Exercise is important before, during and after treatment for breast cancer. Dr. Harness suggests that you work with your breast cancer specialist to determine what kind of exercise is best for you. Learn more from the video below and check out Dr. Harness’s recommended exercise regimen.
Jay K. Harness, MD, FACS: On multiple occasions, I have shared with you the importance of exercise, not only before but during and after the treatment for breast cancer. And so I am often asked by my patients, “Gee Dr. Harness, do you have any suggestions about how I go about exercise and what’s the proper approach? I don’t want to hurt myself in the process.”
Well clearly, depending on what stage you are at in the treatment of your breast cancer, you need to be working with your breast cancer specialist, perhaps with people in the physical medicine department at the hospital that you are working with, etc.
So you do need guidance locally. But I want to offer a link here at BreastCancerAnswers.com of a program that I have had the opportunity to review from a very credible source that I’d like to recommend and will provide the link to this doctor’s site that gives you a really lovely overview of how to approach exercise, how to sustain exercise, and how much exercise you should be doing.

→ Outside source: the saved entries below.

//! Calendar months as used for partitioning log storage.
//!
//! Months are written `YYYY-MM` everywhere: live directory names, container
//! stems, and the upload date header. All calendar math is UTC.

use std::fmt;
use std::str::FromStr;

use time::{Date, Duration, OffsetDateTime, UtcOffset};

use crate::error::{Error, Result};
use crate::layout::LayoutError;

/// A calendar month, ordered chronologically.
#[derive(Debug, Clone, Copy, PartialEq, Eq, PartialOrd, Ord, Hash)]
pub struct Month {
    first: Date,
}

impl Month {
    pub fn parse(value: &str) -> std::result::Result<Self, LayoutError> {
        let invalid = || LayoutError::InvalidMonth {
            value: value.to_string(),
        };
        let bytes = value.as_bytes();
        if bytes.len() != 7 || bytes[4] != b'-' {
            return Err(invalid());
        }
        for (idx, byte) in bytes.iter().enumerate() {
            if idx != 4 && !byte.is_ascii_digit() {
                return Err(invalid());
            }
        }
        let year: i32 = value[..4].parse().map_err(|_| invalid())?;
        let month: u8 = value[5..].parse().map_err(|_| invalid())?;
        let month = time::Month::try_from(month).map_err(|_| invalid())?;
        let first = Date::from_calendar_date(year, month, 1).map_err(|_| invalid())?;
        Ok(Self { first })
    }

    /// The month containing `instant`, evaluated in UTC.
    pub fn containing(instant: OffsetDateTime) -> Self {
        let date = instant.to_offset(UtcOffset::UTC).date();
        Self {
            first: date - Duration::days(i64::from(date.day()) - 1),
        }
    }

    pub fn year(&self) -> i32 {
        self.first.year()
    }

    pub fn month(&self) -> time::Month {
        self.first.month()
    }

    /// Midnight UTC on the first day of the month.
    pub fn first_instant(&self) -> OffsetDateTime {
        self.first.midnight().assume_utc()
    }

    pub fn previous(&self) -> Self {
        Self::containing((self.first - Duration::days(1)).midnight().assume_utc())
    }

    pub fn next(&self) -> Self {
        Self::containing((self.first + Duration::days(31)).midnight().assume_utc())
    }
}

impl fmt::Display for Month {
    fn fmt(&self, f: &mut fmt::Formatter<'_>) -> fmt::Result {
        write!(f, "{:04}-{:02}", self.first.year(), self.first.month() as u8)
    }
}

impl FromStr for Month {
    type Err = LayoutError;

    fn from_str(s: &str) -> std::result::Result<Self, Self::Err> {
        Self::parse(s)
    }
}

/// Earliest accepted upload month and the latest instant an accepted month
/// may start at.
pub fn upload_window(now: OffsetDateTime) -> (Month, OffsetDateTime) {
    let now = now.to_offset(UtcOffset::UTC);
    (Month::containing(now).previous(), now + Duration::days(1))
}

/// Rejects upload months earlier than the previous calendar month or
/// starting after `now + 1 day`.
pub fn check_upload_window(month: Month, now: OffsetDateTime) -> Result<()> {
    let (earliest, latest) = upload_window(now);
    if month < earliest || month.first_instant() > latest {
        return Err(Error::OutOfRange(format!(
            "month {month} is outside the upload window ({earliest} through {})",
            Month::containing(latest)
        )));
    }
    Ok(())
}

#[cfg(test)]
mod tests {
    use super::*;
    use time::macros::datetime;

    fn month(value: &str) -> Month {
        Month::parse(value).expect("month")
    }

    #[test]
    fn parse_and_display() {
        assert_eq!(month("2024-03").to_string(), "2024-03");
        assert_eq!(month("0999-12").to_string(), "0999-12");
    }

    #[test]
    fn reject_malformed_months() {
        for bad in ["2024-3", "2024-13", "2024-00", "24-03", "2024/03", "2024-03-01", "abcd-ef"] {
            assert!(Month::parse(bad).is_err(), "{bad} should be rejected");
        }
    }

    #[test]
    fn ordering_is_chronological() {
        assert!(month("2023-12") < month("2024-01"));
        assert!(month("2024-02") < month("2024-10"));
    }

    #[test]
    fn previous_and_next_cross_year_boundary() {
        assert_eq!(month("2024-01").previous(), month("2023-12"));
        assert_eq!(month("2023-12").next(), month("2024-01"));
        assert_eq!(month("2024-01").next(), month("2024-02"));
    }

    #[test]
    fn containing_uses_utc() {
        let instant = datetime!(2024-03-01 01:00 +02:00);
        assert_eq!(Month::containing(instant), month("2024-02"));
    }

    #[test]
    fn upload_window_bounds() {
        let now = datetime!(2024-05-31 12:00 UTC);
        assert!(check_upload_window(month("2024-04"), now).is_ok());
        assert!(check_upload_window(month("2024-05"), now).is_ok());
        // tomorrow falls in June
        assert!(check_upload_window(month("2024-06"), now).is_ok());
        assert!(matches!(
            check_upload_window(month("2024-03"), now),
            Err(Error::OutOfRange(_))
        ));
        assert!(check_upload_window(month("2024-07"), now).is_err());
    }

    #[test]
    fn upload_window_mid_month_rejects_next_month() {
        let now = datetime!(2024-05-15 12:00 UTC);
        assert!(check_upload_window(month("2024-06"), now).is_err());
    }
}
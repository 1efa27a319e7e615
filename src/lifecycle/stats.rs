//! Results of a rotation sweep.

use std::path::PathBuf;
use std::time::Duration;

/// Statistics from one sweep over all owners.
#[derive(Debug, Clone, Default)]
pub struct SweepReport {
    /// Eligible live months found.
    pub scanned_count: usize,

    /// Containers written during this sweep.
    pub created: Vec<PathBuf>,

    /// Files packed into the new containers.
    pub files_archived: usize,

    /// Months left live because their container already existed.
    pub skipped: Vec<PathBuf>,

    /// One message per month that failed to rotate.
    pub errors: Vec<String>,

    /// Time taken for the sweep.
    pub duration: Duration,
}

impl SweepReport {
    /// Create an empty report.
    pub fn new() -> Self {
        Self::default()
    }

    /// Record a container written from `files` live files.
    pub fn record_created(&mut self, path: PathBuf, files: usize) {
        self.created.push(path);
        self.files_archived += files;
    }

    /// Record a month whose container already existed.
    pub fn record_skipped(&mut self, path: PathBuf) {
        self.skipped.push(path);
    }

    /// Record a month that failed to rotate.
    pub fn record_error(&mut self, error: String) {
        self.errors.push(error);
    }

    /// True if any month failed.
    pub fn has_errors(&self) -> bool {
        !self.errors.is_empty()
    }

    /// One-line summary for the sweep log.
    pub fn summary(&self) -> String {
        format!(
            "Scanned: {}, Archived: {} ({} files), Skipped: {}, Errors: {}, Duration: {:?}",
            self.scanned_count,
            self.created.len(),
            self.files_archived,
            self.skipped.len(),
            self.errors.len(),
            self.duration
        )
    }
}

I am pleased to provide a link to Dr. Moshe Frenkel. He is an MD. He is a board-certified family physician who actually founded the first integrative medicine clinic at the MD Anderson Hospital in Houston, Texas. He has recently returned, as I understand, back to Israel but he has granted BreastCancerAnswers.com permission to link to his overview.
Now, I have got the overview here and I don’t want to go through it in great detail but I just want to sort of highlight it a little bit. Number one recommendation is that you choose something that you enjoy. How about dancing? How about walking? How about getting outdoors? What is it that you like? The pure movement and doing it on a sustained basis is what’s really important.
Next step is to start slow, particularly if you are recovering from your surgery or just getting over your chemotherapy, or you are just getting over your radiation therapy, you want to start slow. The hard part is keeping it going.
One of the things in talking to exercise coaches through the years, I think an important factor here is to work with somebody. Create a body of power, somebody like this to work with you and help you and keep you going because hey, let’s face it, we all want to stop at times, no matter how committed we are to exercise, but the bottom line is start slow.
Break it up and do fun things, but remember you are not going to do this on a sustained basis. Think of your activities and monitor them in some way. Probably a good analogy here is like climbing a mountain. You are not going to climb into the top of the mountain in one day. You are going to lay out steps along the way.
Also, figure out ways how to reward yourself as you are making progress along a sustainable life-changing health exercise program for you. And also, don’t beat yourself up if you miss a couple of sessions for whatever the reasons.
And then, of course, the bottom line out of this is ‘Gee, how long should I exercise for?’ So on this wonderful outline, the link that we have given you, Dr. Frenkel has got guidelines about, as an example, walking. Try and find that average pace of about 3 point miles per hour and during an average week, try and get in 150 minutes. And then going down jogging and swimming and dancing. He goes through all of these different kinds of fun exercises and gives you some guidelines.
So, here I think is a good link to something. I have reviewed it. It’s coming from a very credible source. As one of the famous companies says – ‘Just do it’.
View Dr. Frenkel’s full exercise overview here.
Jay K. Harness, MD, FACS is a board certified surgeon currently treating patients at St. Joesph Hospital in Orange, CA. Dr. Harness specializes in complete breast health, breast cancer surgery, oncoplastic reconstruction, genetic screening, management of breast health issues, risk assessment and counseling. Dr. Harness is the medical director for Breast Cancer Answers.com, and guides this first ever social media show’s information by drawing on his former leadership experience as the President of the American Society of Breast Surgeons and Breast Surgery International. Dr. Harness graduated from the University of Michigan, Ann Arbor in 1969 and spent time early on in his career at the University of Michigan Medical Center.
This information should not be relied upon as a substitute for personal medical advice, diagnosis or treatment. Use the information provided on this site solely at your own risk. If you have any concerns about your health, please consult with a physician.